-------- Records
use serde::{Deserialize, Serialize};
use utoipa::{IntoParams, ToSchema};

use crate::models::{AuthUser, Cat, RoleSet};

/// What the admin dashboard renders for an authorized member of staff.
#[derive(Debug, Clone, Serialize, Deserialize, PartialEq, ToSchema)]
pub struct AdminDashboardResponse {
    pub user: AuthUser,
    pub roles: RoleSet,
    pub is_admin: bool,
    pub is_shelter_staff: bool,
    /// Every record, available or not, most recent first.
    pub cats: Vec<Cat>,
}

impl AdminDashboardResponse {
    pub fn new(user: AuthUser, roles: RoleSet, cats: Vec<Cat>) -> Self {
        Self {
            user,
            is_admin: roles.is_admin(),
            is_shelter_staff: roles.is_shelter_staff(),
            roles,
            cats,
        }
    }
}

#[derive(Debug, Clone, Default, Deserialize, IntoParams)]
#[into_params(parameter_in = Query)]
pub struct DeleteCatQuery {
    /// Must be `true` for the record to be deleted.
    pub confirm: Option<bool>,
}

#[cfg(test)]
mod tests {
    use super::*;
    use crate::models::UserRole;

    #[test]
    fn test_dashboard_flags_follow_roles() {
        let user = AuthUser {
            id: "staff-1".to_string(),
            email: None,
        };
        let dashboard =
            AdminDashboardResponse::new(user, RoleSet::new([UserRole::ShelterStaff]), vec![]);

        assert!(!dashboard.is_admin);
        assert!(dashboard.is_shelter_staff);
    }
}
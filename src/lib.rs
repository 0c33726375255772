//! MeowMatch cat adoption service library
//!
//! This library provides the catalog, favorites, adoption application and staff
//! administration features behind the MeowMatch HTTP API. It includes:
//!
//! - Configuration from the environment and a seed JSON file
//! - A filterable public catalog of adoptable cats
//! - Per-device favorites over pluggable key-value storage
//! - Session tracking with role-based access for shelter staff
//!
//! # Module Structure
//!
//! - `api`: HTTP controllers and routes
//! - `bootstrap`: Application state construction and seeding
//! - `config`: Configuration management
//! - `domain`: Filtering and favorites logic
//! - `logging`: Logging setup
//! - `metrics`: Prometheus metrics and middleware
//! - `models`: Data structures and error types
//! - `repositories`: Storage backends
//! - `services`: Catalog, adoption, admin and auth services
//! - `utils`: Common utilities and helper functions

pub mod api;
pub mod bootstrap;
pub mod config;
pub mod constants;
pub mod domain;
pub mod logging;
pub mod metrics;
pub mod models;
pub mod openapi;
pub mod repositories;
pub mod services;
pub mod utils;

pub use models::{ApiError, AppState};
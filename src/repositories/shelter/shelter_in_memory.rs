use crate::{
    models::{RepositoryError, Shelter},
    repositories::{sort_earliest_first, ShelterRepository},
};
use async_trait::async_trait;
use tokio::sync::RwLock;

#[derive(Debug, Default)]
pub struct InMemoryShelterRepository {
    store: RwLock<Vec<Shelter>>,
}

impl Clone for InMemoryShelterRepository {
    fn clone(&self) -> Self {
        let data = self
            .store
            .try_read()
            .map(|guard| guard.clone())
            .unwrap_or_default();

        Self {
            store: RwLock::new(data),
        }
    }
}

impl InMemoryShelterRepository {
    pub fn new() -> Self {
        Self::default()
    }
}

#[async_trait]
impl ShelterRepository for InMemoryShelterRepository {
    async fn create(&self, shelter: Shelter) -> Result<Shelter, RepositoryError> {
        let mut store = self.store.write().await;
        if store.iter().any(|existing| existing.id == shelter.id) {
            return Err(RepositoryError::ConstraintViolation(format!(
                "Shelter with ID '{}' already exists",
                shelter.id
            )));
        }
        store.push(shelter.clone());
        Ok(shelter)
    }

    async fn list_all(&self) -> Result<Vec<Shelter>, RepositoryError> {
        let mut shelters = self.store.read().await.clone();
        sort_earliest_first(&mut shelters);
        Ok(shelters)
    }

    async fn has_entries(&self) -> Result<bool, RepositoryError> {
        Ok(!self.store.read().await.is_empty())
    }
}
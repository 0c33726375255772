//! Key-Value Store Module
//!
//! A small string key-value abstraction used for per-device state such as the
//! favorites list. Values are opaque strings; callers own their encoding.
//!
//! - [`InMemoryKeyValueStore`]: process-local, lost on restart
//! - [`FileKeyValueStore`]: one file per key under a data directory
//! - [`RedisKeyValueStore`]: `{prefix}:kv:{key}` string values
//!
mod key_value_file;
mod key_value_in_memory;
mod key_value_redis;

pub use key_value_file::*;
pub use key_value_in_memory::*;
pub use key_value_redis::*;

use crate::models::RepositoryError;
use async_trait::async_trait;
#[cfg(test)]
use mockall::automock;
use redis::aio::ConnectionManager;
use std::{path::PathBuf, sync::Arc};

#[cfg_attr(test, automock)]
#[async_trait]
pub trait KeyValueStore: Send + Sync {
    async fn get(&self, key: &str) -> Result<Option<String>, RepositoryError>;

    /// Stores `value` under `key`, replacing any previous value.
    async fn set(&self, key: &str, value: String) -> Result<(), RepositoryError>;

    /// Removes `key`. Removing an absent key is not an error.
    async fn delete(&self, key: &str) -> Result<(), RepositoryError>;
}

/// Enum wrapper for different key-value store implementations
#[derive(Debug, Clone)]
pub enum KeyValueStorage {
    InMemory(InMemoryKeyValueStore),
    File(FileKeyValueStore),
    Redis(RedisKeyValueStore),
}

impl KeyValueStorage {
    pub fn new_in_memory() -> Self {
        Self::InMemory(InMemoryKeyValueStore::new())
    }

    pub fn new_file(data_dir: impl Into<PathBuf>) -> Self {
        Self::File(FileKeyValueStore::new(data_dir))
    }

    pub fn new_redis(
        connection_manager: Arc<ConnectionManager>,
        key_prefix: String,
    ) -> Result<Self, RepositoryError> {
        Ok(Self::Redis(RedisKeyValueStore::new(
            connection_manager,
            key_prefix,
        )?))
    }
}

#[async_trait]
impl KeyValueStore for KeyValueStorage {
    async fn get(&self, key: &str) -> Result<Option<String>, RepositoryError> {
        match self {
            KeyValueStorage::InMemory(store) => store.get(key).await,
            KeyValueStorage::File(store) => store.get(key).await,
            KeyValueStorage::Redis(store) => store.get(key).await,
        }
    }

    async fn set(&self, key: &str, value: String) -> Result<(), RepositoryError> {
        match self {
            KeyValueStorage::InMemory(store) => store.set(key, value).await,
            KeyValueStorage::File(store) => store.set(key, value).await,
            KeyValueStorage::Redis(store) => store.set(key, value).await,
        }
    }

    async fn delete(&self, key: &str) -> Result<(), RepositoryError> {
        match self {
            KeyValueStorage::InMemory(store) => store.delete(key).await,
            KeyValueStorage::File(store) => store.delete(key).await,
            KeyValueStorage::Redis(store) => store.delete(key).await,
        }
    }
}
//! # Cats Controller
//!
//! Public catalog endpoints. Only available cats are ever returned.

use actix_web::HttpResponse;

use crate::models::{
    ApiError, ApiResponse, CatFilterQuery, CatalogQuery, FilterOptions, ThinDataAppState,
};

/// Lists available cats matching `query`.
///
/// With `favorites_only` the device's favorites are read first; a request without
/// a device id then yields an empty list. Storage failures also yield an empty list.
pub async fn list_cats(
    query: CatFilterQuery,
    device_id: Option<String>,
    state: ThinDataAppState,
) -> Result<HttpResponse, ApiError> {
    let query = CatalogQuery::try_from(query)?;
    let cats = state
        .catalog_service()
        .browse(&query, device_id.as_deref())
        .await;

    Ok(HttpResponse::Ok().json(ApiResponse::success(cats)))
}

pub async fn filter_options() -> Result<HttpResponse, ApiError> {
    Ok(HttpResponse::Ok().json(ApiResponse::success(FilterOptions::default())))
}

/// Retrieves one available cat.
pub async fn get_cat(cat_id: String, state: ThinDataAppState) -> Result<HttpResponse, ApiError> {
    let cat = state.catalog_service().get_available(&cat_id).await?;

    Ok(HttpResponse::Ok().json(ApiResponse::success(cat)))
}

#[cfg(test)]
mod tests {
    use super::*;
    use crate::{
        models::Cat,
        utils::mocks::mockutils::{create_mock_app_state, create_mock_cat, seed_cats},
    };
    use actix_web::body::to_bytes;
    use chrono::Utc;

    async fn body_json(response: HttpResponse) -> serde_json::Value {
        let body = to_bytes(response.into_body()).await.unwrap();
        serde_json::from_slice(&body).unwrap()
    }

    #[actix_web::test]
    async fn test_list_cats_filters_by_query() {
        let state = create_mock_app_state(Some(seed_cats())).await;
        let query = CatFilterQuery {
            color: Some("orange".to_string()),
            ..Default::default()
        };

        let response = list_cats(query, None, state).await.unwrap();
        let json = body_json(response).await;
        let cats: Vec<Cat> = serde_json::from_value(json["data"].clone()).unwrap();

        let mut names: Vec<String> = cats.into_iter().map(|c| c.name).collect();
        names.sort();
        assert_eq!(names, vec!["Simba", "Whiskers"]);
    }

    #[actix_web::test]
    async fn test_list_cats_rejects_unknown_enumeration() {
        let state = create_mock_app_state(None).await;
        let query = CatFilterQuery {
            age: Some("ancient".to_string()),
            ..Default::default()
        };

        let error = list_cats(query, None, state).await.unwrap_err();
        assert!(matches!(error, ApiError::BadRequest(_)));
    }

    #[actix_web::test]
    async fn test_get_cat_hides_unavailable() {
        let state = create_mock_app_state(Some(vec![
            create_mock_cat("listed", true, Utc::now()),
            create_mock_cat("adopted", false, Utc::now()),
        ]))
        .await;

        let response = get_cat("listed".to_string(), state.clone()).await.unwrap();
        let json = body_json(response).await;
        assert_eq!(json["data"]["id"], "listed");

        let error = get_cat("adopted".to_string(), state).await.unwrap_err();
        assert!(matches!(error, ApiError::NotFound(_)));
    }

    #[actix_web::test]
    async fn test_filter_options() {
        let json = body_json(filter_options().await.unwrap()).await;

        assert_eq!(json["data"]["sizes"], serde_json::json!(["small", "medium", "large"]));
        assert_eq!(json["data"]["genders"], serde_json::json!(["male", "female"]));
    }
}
----------------
Would you retype the lines above from the one with "use crate::models::UserRole;" down to the one with "assert!(!dashboard.is_admin);", word for word, both ends included and no other lines?

    use crate::models::UserRole;

    #[test]
    fn test_dashboard_flags_follow_roles() {
        let user = AuthUser {
            id: "staff-1".to_string(),
            email: None,
        };
        let dashboard =
            AdminDashboardResponse::new(user, RoleSet::new([UserRole::ShelterStaff]), vec![]);

        assert!(!dashboard.is_admin);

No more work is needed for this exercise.